TO DO:
Start at the line below containing "filename crates/sources/src/log_file.rs" and stop at the line containing "complete rows: a". Repeat every line of that stretch exactly, and nothing outside it.
[[ SOURCE MATERIAL, beginning ]]
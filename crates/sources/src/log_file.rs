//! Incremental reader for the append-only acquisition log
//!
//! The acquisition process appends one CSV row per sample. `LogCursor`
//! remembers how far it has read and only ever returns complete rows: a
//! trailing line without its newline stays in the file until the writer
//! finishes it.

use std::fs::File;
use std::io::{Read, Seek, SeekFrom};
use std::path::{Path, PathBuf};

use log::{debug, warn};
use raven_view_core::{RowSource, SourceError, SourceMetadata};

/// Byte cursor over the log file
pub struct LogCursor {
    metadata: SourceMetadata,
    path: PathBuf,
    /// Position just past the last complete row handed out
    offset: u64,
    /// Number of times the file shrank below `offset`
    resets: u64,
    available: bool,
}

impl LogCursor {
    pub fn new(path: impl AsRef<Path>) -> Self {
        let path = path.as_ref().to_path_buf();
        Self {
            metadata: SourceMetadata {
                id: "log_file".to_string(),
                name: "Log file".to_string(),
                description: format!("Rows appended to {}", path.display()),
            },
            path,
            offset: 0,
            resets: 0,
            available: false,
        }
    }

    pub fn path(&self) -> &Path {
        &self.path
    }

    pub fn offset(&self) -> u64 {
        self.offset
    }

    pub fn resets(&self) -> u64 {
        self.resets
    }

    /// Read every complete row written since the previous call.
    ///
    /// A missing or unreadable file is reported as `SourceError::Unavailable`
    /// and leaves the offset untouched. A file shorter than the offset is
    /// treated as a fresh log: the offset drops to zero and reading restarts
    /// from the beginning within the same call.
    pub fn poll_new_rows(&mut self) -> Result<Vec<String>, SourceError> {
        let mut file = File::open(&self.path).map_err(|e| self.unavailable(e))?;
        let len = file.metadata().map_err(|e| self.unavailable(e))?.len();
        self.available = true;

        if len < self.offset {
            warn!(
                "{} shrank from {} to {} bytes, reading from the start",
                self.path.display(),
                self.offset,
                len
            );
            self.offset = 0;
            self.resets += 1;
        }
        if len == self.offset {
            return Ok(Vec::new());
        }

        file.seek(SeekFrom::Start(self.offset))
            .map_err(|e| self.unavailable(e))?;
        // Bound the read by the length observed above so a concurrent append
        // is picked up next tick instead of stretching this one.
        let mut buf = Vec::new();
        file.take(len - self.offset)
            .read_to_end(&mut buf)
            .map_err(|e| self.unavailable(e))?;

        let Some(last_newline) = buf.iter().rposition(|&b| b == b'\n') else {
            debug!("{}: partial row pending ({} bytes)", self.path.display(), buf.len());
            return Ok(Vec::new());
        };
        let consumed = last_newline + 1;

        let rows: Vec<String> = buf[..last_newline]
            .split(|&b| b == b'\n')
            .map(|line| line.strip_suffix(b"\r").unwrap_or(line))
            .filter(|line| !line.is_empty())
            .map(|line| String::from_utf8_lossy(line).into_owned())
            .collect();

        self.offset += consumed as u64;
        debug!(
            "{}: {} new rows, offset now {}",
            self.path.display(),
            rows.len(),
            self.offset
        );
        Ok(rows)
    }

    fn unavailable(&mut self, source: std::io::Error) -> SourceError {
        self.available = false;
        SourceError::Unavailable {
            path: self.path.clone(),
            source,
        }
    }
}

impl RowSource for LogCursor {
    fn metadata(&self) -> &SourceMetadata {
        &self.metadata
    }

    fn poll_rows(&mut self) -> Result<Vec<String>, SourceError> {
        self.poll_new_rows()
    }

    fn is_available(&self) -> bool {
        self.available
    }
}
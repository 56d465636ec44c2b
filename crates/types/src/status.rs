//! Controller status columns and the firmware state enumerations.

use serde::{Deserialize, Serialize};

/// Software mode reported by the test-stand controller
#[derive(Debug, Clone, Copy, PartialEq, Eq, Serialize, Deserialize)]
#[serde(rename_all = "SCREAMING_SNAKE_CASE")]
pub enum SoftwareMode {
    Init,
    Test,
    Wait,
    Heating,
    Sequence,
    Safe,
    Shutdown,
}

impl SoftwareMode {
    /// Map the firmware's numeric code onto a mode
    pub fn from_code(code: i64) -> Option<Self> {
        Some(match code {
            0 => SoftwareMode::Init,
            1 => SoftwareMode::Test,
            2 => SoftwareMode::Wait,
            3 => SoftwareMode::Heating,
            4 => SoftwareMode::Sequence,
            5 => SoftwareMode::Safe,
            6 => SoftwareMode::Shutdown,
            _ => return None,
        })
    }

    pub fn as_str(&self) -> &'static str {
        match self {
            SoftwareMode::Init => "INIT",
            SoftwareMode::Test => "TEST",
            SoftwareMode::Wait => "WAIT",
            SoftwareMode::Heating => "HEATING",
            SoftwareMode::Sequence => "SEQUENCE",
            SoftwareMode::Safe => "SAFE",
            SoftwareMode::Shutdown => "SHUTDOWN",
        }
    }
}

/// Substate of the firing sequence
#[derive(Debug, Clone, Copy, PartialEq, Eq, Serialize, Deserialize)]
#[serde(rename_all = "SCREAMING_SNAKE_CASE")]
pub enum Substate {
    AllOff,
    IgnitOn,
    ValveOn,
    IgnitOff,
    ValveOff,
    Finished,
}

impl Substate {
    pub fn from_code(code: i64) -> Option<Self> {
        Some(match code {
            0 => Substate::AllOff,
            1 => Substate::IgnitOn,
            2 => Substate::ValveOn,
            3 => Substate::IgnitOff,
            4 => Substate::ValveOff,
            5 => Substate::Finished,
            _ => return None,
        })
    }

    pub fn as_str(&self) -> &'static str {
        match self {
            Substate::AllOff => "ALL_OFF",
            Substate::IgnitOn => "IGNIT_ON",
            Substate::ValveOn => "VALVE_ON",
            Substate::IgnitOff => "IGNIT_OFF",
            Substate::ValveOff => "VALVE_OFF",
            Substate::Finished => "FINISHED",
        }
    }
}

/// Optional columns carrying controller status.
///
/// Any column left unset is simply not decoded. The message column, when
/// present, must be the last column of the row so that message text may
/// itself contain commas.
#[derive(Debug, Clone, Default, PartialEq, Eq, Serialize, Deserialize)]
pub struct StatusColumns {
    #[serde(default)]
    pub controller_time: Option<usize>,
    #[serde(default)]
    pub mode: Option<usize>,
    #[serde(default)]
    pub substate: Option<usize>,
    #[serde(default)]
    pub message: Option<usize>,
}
[[ SOURCE MATERIAL, end ]]
[[ SOURCE MATERIAL, beginning ]]
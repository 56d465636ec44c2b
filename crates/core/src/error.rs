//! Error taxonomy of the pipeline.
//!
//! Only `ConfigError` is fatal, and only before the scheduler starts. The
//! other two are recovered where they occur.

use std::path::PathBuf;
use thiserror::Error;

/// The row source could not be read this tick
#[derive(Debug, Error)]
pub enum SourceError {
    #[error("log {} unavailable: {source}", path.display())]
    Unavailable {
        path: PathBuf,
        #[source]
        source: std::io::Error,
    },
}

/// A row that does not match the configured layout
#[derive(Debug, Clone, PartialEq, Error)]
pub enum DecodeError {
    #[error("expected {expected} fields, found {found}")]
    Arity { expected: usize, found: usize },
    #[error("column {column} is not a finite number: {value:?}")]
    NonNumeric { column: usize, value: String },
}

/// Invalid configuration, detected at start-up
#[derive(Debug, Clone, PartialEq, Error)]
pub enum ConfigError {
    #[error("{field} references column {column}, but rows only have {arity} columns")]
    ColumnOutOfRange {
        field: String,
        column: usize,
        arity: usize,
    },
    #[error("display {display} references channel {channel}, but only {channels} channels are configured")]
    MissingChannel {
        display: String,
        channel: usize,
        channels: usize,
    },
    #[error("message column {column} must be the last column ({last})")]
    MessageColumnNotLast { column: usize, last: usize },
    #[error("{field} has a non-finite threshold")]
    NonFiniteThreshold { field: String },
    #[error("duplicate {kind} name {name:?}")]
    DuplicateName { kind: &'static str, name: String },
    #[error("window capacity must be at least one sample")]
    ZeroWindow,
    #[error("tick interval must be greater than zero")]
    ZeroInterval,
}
[[ SOURCE MATERIAL, end ]]
ANSWER BOX:
filename crates/sources/src/log_file.rs
//! Incremental reader for the append-only acquisition log
//!
//! The acquisition process appends one CSV row per sample. `LogCursor`
//! remembers how far it has read and only ever returns complete rows: a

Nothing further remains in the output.